Born (1959-10-05) October 5, 1959 (age 55)
Washington, D.C.
Occupation Illustrator, writer
Period 1989–present
Genre Children's picture books

David Shannon (born October 5, 1959) is an American writer and illustrator of children's books. Shannon grew up in Spokane, Washington. He graduated from the Art Center College of Design and now lives in Los Angeles. In 1998 he won the Caldecott Honor for his No, David!. He has also written A Bad Case of Stripes, How Georgie Radbourn Saved Baseball, and The Amazing Christmas Extravaganza. Shannon illustrated Audrey Wood's The Bunyans, various books by Jane Yolen including The Ballad of the Pirate Queens and Encounter, as well as Melinda Long's How I Became a Pirate[1] and Pirates Don't Change Diapers.

Early life[edit]

David Shannon was born in Washington DC but he also spent his childhood in Spokane, Washington. In an interview with Sonia Bolle in the Children's Literature Review (CLR), he said, "I loved Oliver Twist, but I liked the Artful Dodger more than Oliver. And I always thought the villains in Disney Movies were really cool."[2] Shannon said that this fondness for villains made him realize as a child that "you need both sides for a good story."[2]

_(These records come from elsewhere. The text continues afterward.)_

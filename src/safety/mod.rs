//! SQL safety validation for QueryCraft.
//!
//! The sole barrier between free-form generated text and the live database:
//! a narrow allow-list check plus a row-cap rewrite. This is deliberately
//! lexical, not grammar-aware - it blocks the common cases and leaves the
//! read-only transaction as the backstop. A terminator or limit-like token
//! inside a string literal will fool it; that statement still cannot mutate
//! anything.

use once_cell::sync::Lazy;
use regex::Regex;

use crate::error::{QuerycraftError, Result};

/// Lexical match for an existing row-limiting clause.
static LIMIT_REGEX: Lazy<Regex> =
    Lazy::new(|| Regex::new(r"(?i)\blimit\s+(\d+)\b").expect("limit regex is valid"));

/// Validates SQL text against the read-only allow-list and bounds it to
/// `max_rows`, returning the sanitized statement.
///
/// Idempotent: running the result through again with the same cap yields
/// the same text. The pipeline relies on this when re-validating text that
/// was already sanitized.
pub fn sanitize_sql(sql: &str, max_rows: u32) -> Result<String> {
    if max_rows == 0 {
        return Err(QuerycraftError::internal(
            "max_rows must be a positive integer.",
        ));
    }

    let cleaned = ensure_select_statement(sql)?;
    enforce_limit(&cleaned, max_rows)
}

/// Allow-list check: trimmed, single, SELECT-leading statement.
fn ensure_select_statement(sql: &str) -> Result<String> {
    if sql.trim().is_empty() {
        return Err(QuerycraftError::validation("SQL text cannot be empty."));
    }

    // One trailing terminator is tolerated; more than one leaves a ';'
    // behind and fails the stacking check below.
    let trimmed = sql.trim();
    let cleaned = trimmed.strip_suffix(';').unwrap_or(trimmed).trim_end();

    if !starts_with_select(cleaned) {
        return Err(QuerycraftError::validation(
            "Only SELECT statements are permitted.",
        ));
    }

    if cleaned.contains(';') {
        return Err(QuerycraftError::validation(
            "Multiple SQL statements are not allowed.",
        ));
    }

    Ok(cleaned.to_string())
}

fn starts_with_select(sql: &str) -> bool {
    // get() rather than slicing: the first six bytes of generated text are
    // not guaranteed to sit on a char boundary.
    matches!(sql.get(..6), Some(prefix) if prefix.eq_ignore_ascii_case("select"))
}

/// Caps an existing `LIMIT` clause or appends one equal to the cap.
fn enforce_limit(sql: &str, max_rows: u32) -> Result<String> {
    if let Some(captures) = LIMIT_REGEX.captures(sql) {
        let requested = &captures[1];
        match requested.parse::<u64>() {
            Ok(value) if value <= u64::from(max_rows) => Ok(sql.to_string()),
            _ => Err(QuerycraftError::validation(format!(
                "Queries are limited to {max_rows} rows; requested {requested}."
            ))),
        }
    } else {
        Ok(format!("{sql} LIMIT {max_rows}"))
    }
}
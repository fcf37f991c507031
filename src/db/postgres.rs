//! PostgreSQL client implementation.
//!
//! Implements the `DatabaseClient` trait for PostgreSQL using sqlx, with
//! every statement wrapped in an explicitly read-only transaction.

use crate::config::ConnectionConfig;
use crate::db::{codec, DatabaseClient, QueryOutput, Row};
use crate::error::{QuerycraftError, Result};
use async_trait::async_trait;
use sqlx::postgres::{PgPool, PgPoolOptions};
use sqlx::{Column as SqlxColumn, Executor, Statement};
use std::time::Duration;
use tracing::debug;

/// Query timeout in seconds.
const QUERY_TIMEOUT_SECS: u64 = 30;

/// PostgreSQL database client.
#[derive(Debug)]
pub struct PostgresClient {
    pool: PgPool,
}

impl PostgresClient {
    /// Connects to the database described by the configuration.
    pub async fn connect(config: &ConnectionConfig) -> Result<Self> {
        let conn_str = config.to_connection_string()?;

        debug!("Connecting to {}", config.display_string());

        let pool = PgPoolOptions::new()
            .max_connections(5)
            .acquire_timeout(Duration::from_secs(10))
            .connect(&conn_str)
            .await
            .map_err(|e| map_connection_error(e, config))?;

        Ok(Self { pool })
    }

    /// Creates a new PostgresClient from an existing connection pool.
    ///
    /// This is primarily useful for testing.
    pub fn from_pool(pool: PgPool) -> Self {
        Self { pool }
    }
}

#[async_trait]
impl DatabaseClient for PostgresClient {
    async fn execute_read_only(&self, sql: &str) -> Result<QueryOutput> {
        let mut tx = self
            .pool
            .begin()
            .await
            .map_err(|e| QuerycraftError::execution(format_query_error(e)))?;

        sqlx::query("SET TRANSACTION READ ONLY")
            .execute(&mut *tx)
            .await
            .map_err(|e| QuerycraftError::execution(format_query_error(e)))?;

        // Prepare first so column names survive an empty result set.
        let statement = (&mut *tx)
            .prepare(sql)
            .await
            .map_err(|e| QuerycraftError::execution(format_query_error(e)))?;

        let columns: Vec<String> = statement
            .columns()
            .iter()
            .map(|col| col.name().to_string())
            .collect();

        let pg_rows = tokio::time::timeout(
            Duration::from_secs(QUERY_TIMEOUT_SECS),
            statement.query().fetch_all(&mut *tx),
        )
        .await
        .map_err(|_| {
            QuerycraftError::execution(format!(
                "Query timed out after {QUERY_TIMEOUT_SECS} seconds"
            ))
        })?
        .map_err(|e| QuerycraftError::execution(format_query_error(e)))?;

        let rows: Vec<Row> = pg_rows.iter().map(codec::convert_row).collect();

        tx.commit()
            .await
            .map_err(|e| QuerycraftError::execution(format_query_error(e)))?;

        Ok(QueryOutput { columns, rows })
    }

    async fn close(&self) -> Result<()> {
        self.pool.close().await;
        Ok(())
    }
}

/// Maps sqlx connection errors to user-friendly messages.
fn map_connection_error(error: sqlx::Error, config: &ConnectionConfig) -> QuerycraftError {
    let host = config.host.as_deref().unwrap_or("localhost");
    let port = config.port;
    let user = config.user.as_deref().unwrap_or("unknown");
    let database = config.database.as_deref().unwrap_or("unknown");

    let error_str = error.to_string().to_lowercase();

    if error_str.contains("connection refused") || error_str.contains("could not connect") {
        QuerycraftError::connection(format!(
            "Cannot connect to {host}:{port}. Check that the server is running."
        ))
    } else if error_str.contains("password authentication failed")
        || error_str.contains("authentication failed")
    {
        QuerycraftError::connection(format!(
            "Authentication failed for user '{user}'. Check your credentials."
        ))
    } else if error_str.contains("does not exist") && error_str.contains("database") {
        QuerycraftError::connection(format!("Database '{database}' does not exist."))
    } else if error_str.contains("ssl") || error_str.contains("tls") {
        QuerycraftError::connection(
            "Server requires SSL. Add '?sslmode=require' to connection string.".to_string(),
        )
    } else if error_str.contains("timed out") || error_str.contains("timeout") {
        QuerycraftError::connection(format!(
            "Connection to {host}:{port} timed out. The server may be overloaded or unreachable."
        ))
    } else {
        QuerycraftError::connection(error.to_string())
    }
}

/// Formats a query error with Postgres detail and hint fields when present.
fn format_query_error(error: sqlx::Error) -> String {
    if let Some(db_error) = error.as_database_error() {
        let mut result = format!("ERROR: {}", db_error.message());

        if let Some(pg_error) = db_error.try_downcast_ref::<sqlx::postgres::PgDatabaseError>() {
            if let Some(detail) = pg_error.detail() {
                result.push_str("\nDETAIL: ");
                result.push_str(detail);
            }
            if let Some(hint) = pg_error.hint() {
                result.push_str("\nHINT: ");
                result.push_str(hint);
            }
        }

        return result;
    }

    error.to_string()
}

As a student in high school, he decided early on that he wanted to have a career in an art field.[2] Shannon enjoyed making his own illustrations to books that he was reading in high school.[2] Shannon attended art school at the Art Center College of Design in Pasadena, California, and decided to focus on learning about political illustrations. In 1983, Shannon moved to New York City and began working for various magazines and newspapers. Two of his major jobs were for the New York Times and the Book Review.[2] These jobs brought Shannon's work increased exposure. His first book of illustrations was Julius Lester's How Many Spots Does a Leopard Have? (1989).[3]

Children's books[edit]

Shannon's first book, was How Georgie Radbourn Saved Baseball (1994), where Shannon was able to incorporate his dark painting style, which came from his love of villains, with a story about baseball.[2]

Shannon's book No David! (1998)was named a Caldecott Honor Book in 1999. This book is the story of a mischievous child whose mother is always telling him 'no' But she reassures him at the end when she finally says, "Yes, David, I love you." According to a review in the CLR, "Readers won't be able to resist taking a walk on the wild side with this little rascal, and may only secretly acknowledge how much of him they recognize in themselves."[4] No, David! (1998)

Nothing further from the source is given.